Feds: carbon monoxide not deadly in fumes from Prince Edward Island hotel

The second order of business after the long weekend — opening up the washrooms to check out the weekend’s guests.

Prince Edward Island’s Ministry of Health and Wellness received three new reports of COVID-19, also known as carbon monoxide, Thursday night, likely from the same property.

As of this morning, all guests at the O’Malleys River Inn have been cleared and turned away, and CO test results are back to normal, according to the provincial Ministry of Health and Wellness.

Winds over Prince Edward Island during the weekend picked up CO gases in the air, which drifted up from submerged and potentially abandoned storage tanks. The O’Malleys River Inn was immediately evacuated after the five-day old fire broke out in front of the five-star property.

Dr.
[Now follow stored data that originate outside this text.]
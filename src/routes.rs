//! Static routing table: path prefix → upstream service.
//!
//! The table is built once at startup and never changes. Mount prefixes are
//! disjoint; overlapping public allow-list entries are a configuration error
//! detected here, not resolved by matching order.

use crate::config::Config;

/// Per-mount authentication requirement.
#[derive(Debug, Clone, Copy, PartialEq, Eq)]
pub enum AuthRequirement {
    /// The whole mount is open.
    Public,
    /// A bearer token is required, except for paths on the public allow-list.
    Required,
}

#[derive(Debug, Clone)]
pub struct RouteRule {
    /// Mount prefix, e.g. `/auth`. Matched on path-segment boundaries.
    pub prefix: String,
    /// Upstream base URL the stripped path is appended to.
    pub upstream: String,
    pub auth: AuthRequirement,
}

#[derive(Debug, Clone)]
pub struct RouteTable {
    rules: Vec<RouteRule>,
    /// Paths admitted without a token, matched by prefix on the full path.
    public_prefixes: Vec<String>,
}

impl RouteTable {
    pub fn new(rules: Vec<RouteRule>, public_prefixes: Vec<String>) -> anyhow::Result<Self> {
        // Overlapping entries would make classification order-dependent,
        // which the allow-list contract rules out.
        for (i, a) in public_prefixes.iter().enumerate() {
            for b in public_prefixes.iter().skip(i + 1) {
                if a.starts_with(b.as_str()) || b.starts_with(a.as_str()) {
                    anyhow::bail!("overlapping public route prefixes: {} and {}", a, b);
                }
            }
        }
        for (i, a) in rules.iter().enumerate() {
            for b in rules.iter().skip(i + 1) {
                if a.prefix == b.prefix {
                    anyhow::bail!("duplicate route prefix: {}", a.prefix);
                }
            }
        }
        Ok(Self {
            rules,
            public_prefixes,
        })
    }

    /// The fixed production table: `/auth`, `/payment`, `/resource`, with
    /// login and register open.
    pub fn from_config(cfg: &Config) -> anyhow::Result<Self> {
        Self::new(
            vec![
                RouteRule {
                    prefix: "/auth".into(),
                    upstream: cfg.auth_service_url.clone(),
                    auth: AuthRequirement::Required,
                },
                RouteRule {
                    prefix: "/payment".into(),
                    upstream: cfg.payment_service_url.clone(),
                    auth: AuthRequirement::Required,
                },
                RouteRule {
                    prefix: "/resource".into(),
                    upstream: cfg.resource_service_url.clone(),
                    auth: AuthRequirement::Required,
                },
            ],
            vec!["/auth/login".into(), "/auth/register".into()],
        )
    }

    /// Finds the rule whose mount prefix covers `path`.
    pub fn match_route(&self, path: &str) -> Option<&RouteRule> {
        self.rules.iter().find(|rule| {
            path == rule.prefix
                || path
                    .strip_prefix(rule.prefix.as_str())
                    .is_some_and(|rest| rest.starts_with('/'))
        })
    }

    /// Whether `path` is admitted without authentication.
    pub fn is_public(&self, path: &str) -> bool {
        if let Some(rule) = self.match_route(path) {
            if rule.auth == AuthRequirement::Public {
                return true;
            }
        }
        self.public_prefixes
            .iter()
            .any(|prefix| path.starts_with(prefix.as_str()))
    }
}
Brienne Atkinson, the province’s environmental health officer, warned for several days that the lake of natural gas could suffocate people.

“Many of our guests had the bad luck of having to play pool while playing a game of pool,” Deb O’Connor, the inn’s general manager, told the Canadian Press.

Officials urge Prince Edward Islanders not to “stay inside for any length of time,” on Friday.

“It’s not uncommon to have mysterious chemical spills on remote islands, and the risk is worth it in the event we find a solution to the problem. Ultimately, our health and safety is the top priority for us,” Atkinson said in a statement.

Dr. Patricia McGrath, acting assistant chief health officer for Health Canada, said in a statement to MetroNews: “We want residents to know that the risk to health is not a serious issue. C02 in the air can be deadly, but at this time the public is not at risk.”